▶ [Work item]
The data must be returned in full, with no character altered.

▶ [Exercise data]
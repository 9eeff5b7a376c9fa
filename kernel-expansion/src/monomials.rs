/// Upper bound on the number of expanded features a configuration may produce
pub const MAX_FEATURES_DIM: usize = 1 << 24;

/// Number of monomials of degree at most `d` in `n` variables, C(n + d, d).
/// Returns None if that exceeds `MAX_FEATURES_DIM`.
pub(crate) fn num_monomials(n: usize, d: usize) -> Option<usize> {
    if n == 0 {
        return Some(1);
    }
    let mut count: usize = 1;
    for k in 1..=d {
        // count stays C(n + k, k) after every step
        count = count.checked_mul(n.checked_add(k)?)? / k;
        if count > MAX_FEATURES_DIM {
            return None;
        }
    }
    Some(count)
}

/// A monomial extending an earlier (lower degree) one by a single coordinate
#[derive(Debug, Clone, Copy)]
pub(crate) struct Monomial {
    /// Index of the monomial this one extends, the constant has none
    parent: Option<usize>,
    /// The coordinate multiplied onto the parent
    coord: usize,
    /// Exponent of `coord` in this monomial
    pub(crate) run: usize,
    /// Total degree
    pub(crate) degree: usize,
}

/// All monomials of degree at most `d` over the input coordinates.
///
/// Ordered by ascending degree and, within a degree, lexicographically by
/// their non-decreasing coordinate index tuples, so the constant comes first
/// followed by the linear terms.
#[derive(Debug, Clone)]
pub(crate) struct MonomialBasis {
    input_dim: usize,
    monomials: Vec<Monomial>,
}

impl MonomialBasis {
    /// Enumerate the basis. The caller has checked the size with `num_monomials`.
    pub(crate) fn new(input_dim: usize, d: usize) -> Self {
        let mut monomials = vec![Monomial {
            parent: None,
            coord: 0,
            run: 0,
            degree: 0,
        }];

        let mut prev_level = 0..1;
        for degree in 1..=d {
            let start = monomials.len();
            for p in prev_level {
                let parent = monomials[p];
                let first = if parent.degree == 0 { 0 } else { parent.coord };
                for coord in first..input_dim {
                    let run = if parent.degree > 0 && coord == parent.coord {
                        parent.run + 1
                    } else {
                        1
                    };
                    monomials.push(Monomial {
                        parent: Some(p),
                        coord,
                        run,
                        degree,
                    });
                }
            }
            if monomials.len() == start {
                // no coordinates to extend with
                break;
            }
            prev_level = start..monomials.len();
        }

        Self {
            input_dim,
            monomials,
        }
    }

    #[inline(always)]
    pub(crate) fn len(&self) -> usize {
        self.monomials.len()
    }

    /// Highest degree actually present in the basis
    pub(crate) fn max_degree(&self) -> usize {
        self.monomials.last().map(|m| m.degree).unwrap_or(0)
    }

    pub(crate) fn iter(&self) -> impl Iterator<Item = &Monomial> {
        self.monomials.iter()
    }

    /// Evaluate every monomial at `x`. Each monomial's weight is its parent's
    /// weight times `steps[i]`, and the constant is weighted by `scale * steps[0]`.
    /// Weights are never formed on their own, only as part of a value.
    pub(crate) fn evaluate(&self, x: &[f64], steps: &[f64], scale: f64) -> Vec<f64> {
        debug_assert_eq!(x.len(), self.input_dim);
        debug_assert_eq!(steps.len(), self.len());

        // parents always precede their children
        let mut values: Vec<f64> = Vec::with_capacity(self.len());
        for (m, step) in self.monomials.iter().zip(steps.iter()) {
            let v = match m.parent {
                None => scale * step,
                Some(p) => values[p] * x[m.coord] * step,
            };
            values.push(v);
        }

        values
    }
}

▶ [Final answer]
repository 9eeff5b7a376c9fa
filename kernel-expansion/src/monomials.rs
/// Upper bound on the number of expanded features a configuration may produce
pub const MAX_FEATURES_DIM: usize = 1 << 24;

/// Number of monomials of degree at most `d` in `n` variables, C(n + d, d).
/// Returns None if that exceeds `MAX_FEATURES_DIM`.
pub(crate) fn num_monomials(n: usize, d: usize) -> Option<usize> {
    if n == 0 {
        return Some(1);
    }
    let mut count: usize = 1;
    for k in 1..=d {
        // count stays C(n + k, k) after every step
        count = count.checked_mul(n.checked_add(k)?)? / k;
        if count > MAX_FEATURES_DIM {
            return None;
        }
    }
    Some(count)
}

/// A monomial extending an earlier (lower degree) one by a single coordinate
#[derive(Debug, Clone, Copy)]
pub(crate) struct Monomial {
    /// Index of the monomial this one extends, the constant has none
    parent: Option<usize>,
    /// The coordinate multiplied onto the parent
    coord: usize,
    /// Exponent of `coord` in this monomial
    pub(crate) run: usize,
    /// Total degree
    pub(crate) degree: usize,
}

/// All monomials of degree at most `d` over the input coordinates.
///
/// Ordered by ascending degree and, within a degree, lexicographically by
/// their non-decreasing coordinate index tuples, so the constant comes first
/// followed by the linear terms.
#[derive(Debug, Clone)]
pub(crate) struct MonomialBasis {
    input_dim: usize,
    monomials: Vec<Monomial>,
}

impl MonomialBasis {
    /// Enumerate the basis. The caller has checked the size with `num_monomials`.
    pub(crate) fn new(input_dim: usize, d: usize) -> Self {
        let mut monomials = vec![Monomial {
            parent: None,
            coord: 0,
            run: 0,
            degree: 0,
        }];

        let mut prev_level = 0..1;
        for degree in 1..=d {
            let start = monomials.len();
            for p in prev_level {
                let parent = monomials[p];
                let first = if parent.degree == 0 { 0 } else { parent.coord };
                for coord in first..input_dim {
                    let run = if parent.degree > 0 && coord == parent.coord {
                        parent.run + 1
                    } else {
                        1
                    };
                    monomials.push(Monomial {
                        parent: Some(p),
                        coord,
                        run,
                        degree,
                    });
                }
            }
            if monomials.len() == start {
                // no coordinates to extend with
                break;
            }
            prev_level = start..monomials.len();
        }

        Self {
            input_dim,
            monomials,
        }
    }

    #[inline(always)]
    pub(crate) fn len(&self) -> usize {
        self.monomials.len()
    }

    /// Highest degree actually present in the basis
    pub(crate) fn max_degree(&self) -> usize {
        self.monomials.last().map(|m| m.degree).unwrap_or(0)
    }

    pub(crate) fn iter(&self) -> impl Iterator<Item = &Monomial> {
        self.monomials.iter()
    }

    /// Evaluate every monomial at `x`. Each monomial's weight is its parent's
    /// weight times `steps[i]`, and the constant is weighted by `scale * steps[0]`.
    /// Weights are never formed on their own, only as part of a value.
    pub(crate) fn evaluate(&self, x: &[f64], steps: &[f64], scale: f64) -> Vec<f64> {
        debug_assert_eq!(x.len(), self.input_dim);
        debug_assert_eq!(steps.len(), self.len());

        // parents always precede their children
        let mut values: Vec<f64> = Vec::with_capacity(self.len());
        for (m, step) in self.monomials.iter().zip(steps.iter()) {
            let v = match m.parent {
                None => scale * step,
                Some(p) => values[p] * x[m.coord] * step,
            };
            values.push(v);
        }

        values
    }
}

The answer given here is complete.